*WHAT THIS TASK INVOLVES*: In the entries, find all lines that hold the word "receiving" and copy them.
• • •
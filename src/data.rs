use rand::Rng;
use serde::{Deserialize, Serialize};
use serde_json::{Map, Value};

pub const MAX_RATING: u8 = 5;

#[derive(Debug, Clone, PartialEq, Eq, Serialize, Deserialize)]
pub struct Country {
    #[serde(rename = "strArea")]
    pub name: String,
}

impl Country {
    pub fn new(name: impl Into<String>) -> Self {
        Self { name: name.into() }
    }
}

/// Minimal record returned by the filter endpoint.
#[derive(Debug, Clone, PartialEq, Serialize, Deserialize)]
pub struct MealSummary {
    #[serde(rename = "idMeal")]
    pub id: String,
    #[serde(rename = "strMeal")]
    pub name: String,
    #[serde(rename = "strMealThumb", default)]
    pub thumbnail: Option<String>,
}

/// Full record returned by the lookup endpoint, before enrichment.
///
/// Fields we don't model are kept in `extra` and written back untouched.
#[derive(Debug, Clone, PartialEq, Serialize, Deserialize)]
pub struct MealRecord {
    #[serde(rename = "idMeal")]
    pub id: String,
    #[serde(rename = "strMeal")]
    pub name: String,
    #[serde(rename = "strArea", default)]
    pub area: Option<String>,
    #[serde(rename = "strMealThumb", default)]
    pub thumbnail: Option<String>,
    #[serde(flatten)]
    pub extra: Map<String, Value>,
}

/// A meal record carrying the synthesized commerce fields.
#[derive(Debug, Clone, PartialEq, Serialize, Deserialize)]
pub struct Dish {
    #[serde(flatten)]
    pub record: MealRecord,
    pub price: u32,
    pub rating: u8,
}

impl Dish {
    /// Attach a price in [50, 250) and a rating in [1, 5].
    pub fn enrich(record: MealRecord, rng: &mut impl Rng) -> Self {
        Self {
            record,
            price: rng.gen_range(50..250),
            rating: rng.gen_range(1..=MAX_RATING),
        }
    }

    pub fn id(&self) -> &str {
        &self.record.id
    }

    pub fn name(&self) -> &str {
        &self.record.name
    }

    pub fn area(&self) -> Option<&str> {
        self.record.area.as_deref()
    }

    pub fn thumbnail(&self) -> Option<&str> {
        self.record.thumbnail.as_deref()
    }

    /// Render the rating as filled and empty stars, e.g. `★★★☆☆`.
    pub fn stars(&self) -> String {
        let filled = self.rating.min(MAX_RATING) as usize;
        format!(
            "{}{}",
            "★".repeat(filled),
            "☆".repeat(MAX_RATING as usize - filled)
        )
    }
}

#[derive(Debug, Clone, PartialEq, Eq, Serialize, Deserialize)]
pub struct CartLine {
    #[serde(rename = "idMeal")]
    pub id: String,
    pub name: String,
    pub image: Option<String>,
    pub price: u32,
    pub quantity: u32,
}

impl CartLine {
    /// A new line for `dish` with quantity 1.
    ///
    /// The price is drawn from [100, 600] and is unrelated to the dish's own price.
    pub fn new(dish: &Dish, rng: &mut impl Rng) -> Self {
        Self {
            id: dish.id().to_string(),
            name: dish.name().to_string(),
            image: dish.record.thumbnail.clone(),
            price: rng.gen_range(100..=600),
            quantity: 1,
        }
    }
}

#[cfg(test)]
pub(crate) fn test_dish(id: &str, name: &str, area: &str, rating: u8) -> Dish {
    Dish {
        record: MealRecord {
            id: id.to_string(),
            name: name.to_string(),
            area: Some(area.to_string()),
            thumbnail: Some(format!("https://img.example/{id}.jpg")),
            extra: Map::new(),
        },
        price: 100,
        rating,
    }
}
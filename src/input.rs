use std::io::{self, BufRead};
use std::thread::{self, JoinHandle};

use crossbeam_channel::Sender;

use crate::record::{parse_line, Record};

/// Counts of what the reader did with its input.
#[derive(Debug, Default, Clone, Copy, PartialEq, Eq)]
pub struct ReadSummary {
    /// Lines read, including the skipped ones.
    pub lines: usize,
    /// Records handed to the consumer.
    pub records: usize,
    /// Records whose size failed to parse and were sent with a magnitude of zero.
    pub bad_sizes: usize,
    /// Lines dropped because they were blank or lacked the delimiter.
    pub skipped: usize,
}

/// Returns true when stdin is a pipe or a file rather than an interactive terminal.
#[cfg(unix)]
pub fn stdin_is_piped() -> bool {
    // SAFETY: `libc::stat` is plain integer fields, so the all-zero value is valid.
    // fstat only writes into that struct and reports failure through its return
    // value, in which case the struct is never read.
    let is_char_device = unsafe {
        let mut stat: libc::stat = std::mem::zeroed();
        if libc::fstat(libc::STDIN_FILENO, &mut stat) != 0 {
            return false;
        }
        (stat.st_mode & libc::S_IFMT) == libc::S_IFCHR
    };
    !is_char_device
}

#[cfg(not(unix))]
pub fn stdin_is_piped() -> bool {
    use std::io::IsTerminal;
    !io::stdin().is_terminal()
}

/// Reads `reader` line by line and sends every record through `sender`.
///
/// Per-line faults never stop the stream: a size that does not parse is logged and
/// the record is sent with a magnitude of zero, and a line that cannot be split is
/// logged and skipped. A read error is logged and ends the stream like end of input
/// does. Reading also stops once the receiving side is gone.
///
/// The sender is borrowed, so the channel closes when the caller drops it.
pub fn read_records<R: BufRead>(mut reader: R, delimiter: char, sender: &Sender<Record>) -> ReadSummary {
    let mut summary = ReadSummary::default();
    let mut buf = Vec::new();

    loop {
        buf.clear();
        match reader.read_until(b'\n', &mut buf) {
            Ok(0) => break,
            Ok(_) => {}
            Err(e) if e.kind() == io::ErrorKind::Interrupted => continue,
            Err(e) => {
                log::error!("Error reading input: {}", e);
                break;
            }
        }
        summary.lines += 1;

        if buf.last() == Some(&b'\n') {
            buf.pop();
        }
        let line = String::from_utf8_lossy(&buf);

        let record = match parse_line(&line, delimiter) {
            Ok((record, None)) => record,
            Ok((record, Some(e))) => {
                log::warn!("Parse error on line {}: {}", summary.lines, e);
                summary.bad_sizes += 1;
                record
            }
            Err(e) => {
                log::warn!("Skipping line {}: {}", summary.lines, e);
                summary.skipped += 1;
                continue;
            }
        };

        if sender.send(record).is_err() {
            log::debug!("Receiver gone, stopping after line {}", summary.lines);
            break;
        }
        summary.records += 1;
    }

    log::info!(
        "Input finished: {} lines, {} records, {} bad sizes, {} skipped",
        summary.lines,
        summary.records,
        summary.bad_sizes,
        summary.skipped
    );
    summary
}

/// Spawns the producer thread reading records from stdin.
///
/// The channel closes when the thread finishes and drops `sender`.
pub fn spawn_reader(delimiter: char, sender: Sender<Record>) -> io::Result<JoinHandle<ReadSummary>> {
    thread::Builder::new()
        .name("reader".to_string())
        .spawn(move || read_records(io::stdin().lock(), delimiter, &sender))
}
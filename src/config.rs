use crate::args::Args;
use crate::errors::ViewerError;
use std::error::Error;
use std::fs::OpenOptions;
use std::path::PathBuf;

/// Configuration structure containing runtime settings.
///
/// # Fields
///
/// * `delimiter` - Character separating the size field from the name field of each input line
/// * `log_file` - Optional file receiving diagnostics, since stderr shares the screen with the listing
/// * `verbose` - Bool to raise the default log level from `warn` to `debug`
///
#[derive(Clone, Debug)]
pub struct Config {
    pub delimiter: char,
    pub log_file: Option<PathBuf>,
    pub verbose: bool,
}

impl Config {
    /// Builds a new Config instance from provided command line arguments.
    ///
    /// # Parameters
    ///
    /// * `args` - Reference to Args structure containing command line arguments
    ///
    /// # Returns
    ///
    /// * `Result<Config, Box<dyn Error>>` - New Config instance or error if construction fails
    ///
    /// # Errors
    ///
    /// Returns an error if:
    /// * The delimiter is a line break, which would leave every line without a name field
    ///
    pub fn build(args: &Args) -> Result<Config, Box<dyn Error>> {
        if args.delimiter == '\n' || args.delimiter == '\r' {
            return Err("the delimiter cannot be a line break".into());
        }

        Ok(Config {
            delimiter: args.delimiter,
            log_file: args.log_file.clone(),
            verbose: args.verbose,
        })
    }

    /// Installs the `env_logger` backend for the `log` macros.
    ///
    /// `RUST_LOG` takes precedence when set. Otherwise only warnings and errors are
    /// emitted, or everything down to `debug` in verbose mode. When a log file was
    /// configured it is opened in append mode and receives all output.
    pub fn init_logging(&self) -> Result<(), ViewerError> {
        let default_level = if self.verbose { "debug" } else { "warn" };
        let mut builder =
            env_logger::Builder::from_env(env_logger::Env::default().default_filter_or(default_level));

        match &self.log_file {
            Some(path) => {
                let file = OpenOptions::new()
                    .create(true)
                    .append(true)
                    .open(path)
                    .map_err(|source| ViewerError::LogFile {
                        path: path.clone(),
                        source,
                    })?;
                builder.target(env_logger::Target::Pipe(Box::new(file)));
            }
            None => {
                builder.target(env_logger::Target::Stderr);
            }
        }

        builder.init();
        Ok(())
    }
}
• • •
*ANSWER FOR THE TASK*:
/// does. Reading also stops once the receiving side is gone.
/// * `log_file` - Optional file receiving diagnostics, since stderr shares the screen with the listing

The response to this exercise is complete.